Unterhaltsgarantie
Ziel einer Unterhaltsgarantie
Die Kinderarmut in Österreich zu beenden – denn über die Hälfte der Kinder, die in Österreich in Armut oder Ausgrenzung leben, sind Kinder von Alleinerzieher*innen!
Das Modell der Unterhaltsgarantie
Österreich ist eines der reichsten Länder der Welt. Trotzdem steht es bei Armut und Ausgrenzung von Kindern von Alleinerzieher*innen europaweit an der Spitze! Kinder von Alleinerzieher*innen sind daher die Bevölkerungsgruppe in Österreich, die am häufigsten von Armut oder Ausgrenzung betroffen ist. Hauptgründe sind fehlender oder zu niedriger Kindesunterhalt: Nur die Hälfte der Kinder bekommt Unterhalt vom Vater und wenn, dann auch nur in geringer Höhe (etwa ein Drittel der Kinderkosten). Außerdem sind die Kinderkosten bei Alleinerzieher*innen fast doppelt so hoch wie in Paarfamilien, weil bei einem Ein-Eltern-Haushalt der Bedarf an Wohnfläche nur geringfügig weniger wird, die Kosten aber nur mehr von einer/ einem Erwachsenen getragen werden müssen. Meist ist das Umziehen in eine günstigere Wohnung ohnehin nicht möglich, da die Kosten für den Umzug zu hoch wären oder ein neuer Mietvertrag bei kleinerer Wohnfläche teurer wäre. Zusätzlich macht vielen Alleinerzieher*innen die hohe Inflationsrate zu schaffen. Sie haben ein geringes Einkommen und müssen daher prozentuell besonders viel für die Deckung der Grundbedürfnisse wie Wohnen, Lebensmittel und Heizung / Strom ausgeben. Diese Bereiche zeigen eine besonders hohe Inflationsrate. Die Unterhaltszahlungen bzw. Ersatzleistungen hinken jedoch den Gehaltssteigerungen hinterher. Die Armuts- und Ausgrenzungsgefährdung der Kinder von Alleinerzieher*innen steigt deshalb seit Jahren – wir erwarten einen weiteren Rekord für das Jahr 2023!

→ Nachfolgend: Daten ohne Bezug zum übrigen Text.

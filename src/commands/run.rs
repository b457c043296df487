//! # Run Command Implementation
//!
//! Executes one sync pass over every site file in the configuration
//! directory: pull each site's repository and push what changed through its
//! processors. Index mutations go to a dry-run index service that logs them.

use anyhow::Result;
use clap::Args;
use std::path::PathBuf;

use content_deployer::engine::{PassOutcome, RepositorySyncEngine, SiteOutcome};
use content_deployer::repository::DefaultGitOperations;

/// Run one sync pass over every configured site
#[derive(Args, Debug)]
pub struct RunArgs {
    /// Directory holding one `<site>.yaml` file per site.
    ///
    /// Defaults to `~/.config/content-deployer/sites` on Linux.
    #[arg(long, value_name = "DIR", env = "CONTENT_DEPLOYER_CONFIG_DIR")]
    pub config_dir: Option<PathBuf>,

    /// Load everything but skip the pass, as a disabled deployer would.
    #[arg(long)]
    pub disabled: bool,
}

/// Execute the `run` command.
///
/// Exits with an error when any site failed to load or sync. Processor
/// failures are reported but do not fail the command, since they do not
/// stop the pass.
pub fn execute(args: RunArgs) -> Result<()> {
    let loader = super::site_loader(args.config_dir);
    if !loader.dir().is_dir() {
        anyhow::bail!(
            "Site configuration directory {} does not exist",
            loader.dir().display()
        );
    }
    println!("Syncing sites from: {}", loader.dir().display());

    let engine = RepositorySyncEngine::new(Box::new(loader), Box::new(DefaultGitOperations))
        .with_enabled(!args.disabled);

    let outcome = engine.execute();
    match &outcome {
        PassOutcome::Disabled => {
            println!("Deployer is disabled, nothing to do");
            return Ok(());
        }
        PassOutcome::Skipped => {
            println!("Another sync pass is in progress, skipped");
            return Ok(());
        }
        PassOutcome::Completed(reports) if reports.is_empty() => {
            println!("No sites configured");
        }
        PassOutcome::Completed(reports) => {
            for report in reports {
                println!("  {}: {}", report.site_id, describe(&report.outcome));
            }
        }
    }

    if outcome.has_failures() {
        anyhow::bail!("one or more sites failed to sync");
    }
    Ok(())
}

fn describe(outcome: &SiteOutcome) -> String {
    match outcome {
        SiteOutcome::Synced {
            changes,
            processor_failures: 0,
        } => format!("synced {} change(s)", changes),
        SiteOutcome::Synced {
            changes,
            processor_failures,
        } => format!(
            "synced {} change(s), {} processor(s) failed",
            changes, processor_failures
        ),
        SiteOutcome::UpToDate => "up to date".to_string(),
        SiteOutcome::Unsupported(reason) => format!("pull needs a merge, skipped ({})", reason),
        SiteOutcome::Failed(message) => format!("failed: {}", message),
    }
}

Im Gesetz ist vorgesehen, dass der hauptbetreuende Elternteil durch seine Care-Arbeit bereits durch seine Leistung zum Naturalunterhalt für die Kinder beiträgt. Dieser Elternteil, in der Regel die Mutter, sollte also keine weiteren Kosten tragen müssen. Bei Paarfamilien sind die Kinderkosten bereits durch staatliche Familienleistungen großteils abgedeckt. Bei Alleinerzieher*innen ist das nicht so: sie bekommen nicht nur kaum Kindesunterhalt, auch der Familienbonus wandert meist zum Vater. Nur eines von fünf Kindern, das keinen Kindesunterhalt und keine Halbwaisenpension bezieht, bekommt Unterhaltsvorschuss. Grund sind die restriktiven Voraussetzungen, die den Großteil der Kinder vom Bezug ausschließt. Dass vielen Kinder kein Unterhaltsvorschuss zusteht, ist bereits seit 1977 bekannt, wenige Monate nachdem der Unterhaltsvorschuss eingeführt wurde. Schon damals wurde festgestellt, dass es eine Sozialleistung braucht, die bis heute auf sich warten lässt!
Kindesunterhalt oder Ersatzleistungen in Prozentzahlen der Kinder:
Kindesunterhalt vom Vater: 51%
Halbwaisenrente: 4%
Unterhaltsvorschuss: 10 %
Weder Kindesunterhalt noch Ersatzleistungen: 36%
Deshalb ist über die Hälfte der Kinder von Alleinerzieher*innen (54%) von Armut oder Ausgrenzung betroffen:
Wahrscheinlich nicht von Armut betroffen
Von Armut oder Ausgrenzung betroffen: 54% der Kinder von Alleinerzieher*innen
Wir fordern deshalb eine staatliche Unterhaltsgarantie, die jedem Kind einer Alleinerzieher*in soziale Teilhabe ermöglicht: Durch Aufstockung des Kindesunterhalts oder der Ersatzleistungen, sowie der bestehenden Familienleistungen auf die durchschnittlichen Kinderkosten. Für die Kinderkosten sollen die mit der Inflationsrate valorisierten Kosten von Kindern in Ein-Elternhaushalten je nach Altersgruppe herangezogen werden, die von der Statistik Austria in der Kinderkostenanalyse 2021 berechnet wurden:
Wie ist der Kindesunterhalt in Österreich geregelt?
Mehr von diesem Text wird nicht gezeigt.